→ DATA SUPPLIED:
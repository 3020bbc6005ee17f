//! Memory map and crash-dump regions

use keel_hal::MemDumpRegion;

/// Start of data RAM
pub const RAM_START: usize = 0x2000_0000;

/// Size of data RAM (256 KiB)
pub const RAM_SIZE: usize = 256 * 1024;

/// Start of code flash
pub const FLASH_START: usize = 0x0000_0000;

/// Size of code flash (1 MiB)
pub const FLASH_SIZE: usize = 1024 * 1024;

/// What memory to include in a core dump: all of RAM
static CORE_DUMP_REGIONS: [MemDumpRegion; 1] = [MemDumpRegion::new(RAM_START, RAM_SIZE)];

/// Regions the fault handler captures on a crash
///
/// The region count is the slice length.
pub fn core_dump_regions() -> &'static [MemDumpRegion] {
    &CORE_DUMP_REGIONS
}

* * *

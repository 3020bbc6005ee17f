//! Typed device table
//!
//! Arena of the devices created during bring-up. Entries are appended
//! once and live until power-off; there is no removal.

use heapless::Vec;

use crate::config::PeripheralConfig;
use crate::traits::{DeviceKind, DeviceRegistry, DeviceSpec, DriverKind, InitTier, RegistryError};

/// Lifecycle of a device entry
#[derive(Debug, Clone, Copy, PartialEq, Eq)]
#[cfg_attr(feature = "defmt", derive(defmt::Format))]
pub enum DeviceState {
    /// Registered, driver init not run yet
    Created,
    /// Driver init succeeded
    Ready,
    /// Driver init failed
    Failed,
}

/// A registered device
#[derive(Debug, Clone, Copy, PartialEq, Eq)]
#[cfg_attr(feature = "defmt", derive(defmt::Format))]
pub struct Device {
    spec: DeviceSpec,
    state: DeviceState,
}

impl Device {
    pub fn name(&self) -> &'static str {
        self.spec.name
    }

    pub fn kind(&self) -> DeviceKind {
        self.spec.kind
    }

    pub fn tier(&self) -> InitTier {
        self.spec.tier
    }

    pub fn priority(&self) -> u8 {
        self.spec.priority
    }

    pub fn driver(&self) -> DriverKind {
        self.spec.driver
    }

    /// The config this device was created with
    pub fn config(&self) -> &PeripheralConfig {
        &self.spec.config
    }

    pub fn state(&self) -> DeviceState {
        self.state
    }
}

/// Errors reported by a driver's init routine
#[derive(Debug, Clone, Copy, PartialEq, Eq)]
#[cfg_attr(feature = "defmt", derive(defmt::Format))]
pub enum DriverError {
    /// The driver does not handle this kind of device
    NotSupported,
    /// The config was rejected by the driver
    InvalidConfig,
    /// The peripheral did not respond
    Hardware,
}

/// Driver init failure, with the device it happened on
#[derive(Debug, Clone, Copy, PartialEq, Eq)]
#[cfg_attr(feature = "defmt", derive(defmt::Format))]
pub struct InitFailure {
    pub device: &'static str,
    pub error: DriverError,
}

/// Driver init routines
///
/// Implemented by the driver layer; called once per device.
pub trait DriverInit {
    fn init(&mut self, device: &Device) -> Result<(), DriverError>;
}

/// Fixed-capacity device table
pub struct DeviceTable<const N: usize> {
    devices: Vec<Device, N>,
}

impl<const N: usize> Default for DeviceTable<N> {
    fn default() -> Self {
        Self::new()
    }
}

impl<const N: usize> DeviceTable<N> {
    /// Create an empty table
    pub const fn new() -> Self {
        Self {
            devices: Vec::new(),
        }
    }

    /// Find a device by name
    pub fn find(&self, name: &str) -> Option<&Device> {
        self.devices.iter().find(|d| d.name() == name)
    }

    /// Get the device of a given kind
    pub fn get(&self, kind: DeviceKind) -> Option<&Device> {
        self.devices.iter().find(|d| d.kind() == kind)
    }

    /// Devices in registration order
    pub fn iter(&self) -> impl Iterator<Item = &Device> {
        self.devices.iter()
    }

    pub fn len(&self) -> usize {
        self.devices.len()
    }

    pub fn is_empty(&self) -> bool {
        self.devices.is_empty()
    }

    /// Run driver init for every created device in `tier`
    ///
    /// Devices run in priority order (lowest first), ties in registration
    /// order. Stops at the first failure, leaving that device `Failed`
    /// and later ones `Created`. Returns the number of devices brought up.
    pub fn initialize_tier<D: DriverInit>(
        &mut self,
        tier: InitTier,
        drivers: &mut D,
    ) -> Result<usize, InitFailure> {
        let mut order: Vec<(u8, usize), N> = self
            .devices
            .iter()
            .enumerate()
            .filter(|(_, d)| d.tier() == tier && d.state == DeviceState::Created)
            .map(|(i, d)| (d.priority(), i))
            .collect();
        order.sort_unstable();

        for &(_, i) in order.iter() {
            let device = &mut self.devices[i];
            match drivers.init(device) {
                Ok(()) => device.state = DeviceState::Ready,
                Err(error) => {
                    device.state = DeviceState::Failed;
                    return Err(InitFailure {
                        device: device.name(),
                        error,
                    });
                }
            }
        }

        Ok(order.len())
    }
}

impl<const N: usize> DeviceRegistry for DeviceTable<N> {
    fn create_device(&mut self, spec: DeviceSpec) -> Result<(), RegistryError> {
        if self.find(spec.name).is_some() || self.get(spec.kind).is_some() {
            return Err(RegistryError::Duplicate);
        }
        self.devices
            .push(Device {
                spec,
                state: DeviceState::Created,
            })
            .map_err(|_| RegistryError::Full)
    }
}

→ INSTRUCTIONS FOR THE TASK: An exact copy of the lines above, from the one containing "Driver init succeeded" through the one containing "pub fn state(&self)", is the whole of the answer.

→ ANSWER:
    /// Driver init succeeded
    Ready,
    /// Driver init failed
    Failed,
}

/// A registered device
#[derive(Debug, Clone, Copy, PartialEq, Eq)]
#[cfg_attr(feature = "defmt", derive(defmt::Format))]
pub struct Device {
    spec: DeviceSpec,
    state: DeviceState,
}

impl Device {
    pub fn name(&self) -> &'static str {
        self.spec.name
    }

    pub fn kind(&self) -> DeviceKind {
        self.spec.kind
    }

    pub fn tier(&self) -> InitTier {
        self.spec.tier
    }

    pub fn priority(&self) -> u8 {
        self.spec.priority
    }

    pub fn driver(&self) -> DriverKind {
        self.spec.driver
    }

    /// The config this device was created with
    pub fn config(&self) -> &PeripheralConfig {
        &self.spec.config
    }

    pub fn state(&self) -> DeviceState {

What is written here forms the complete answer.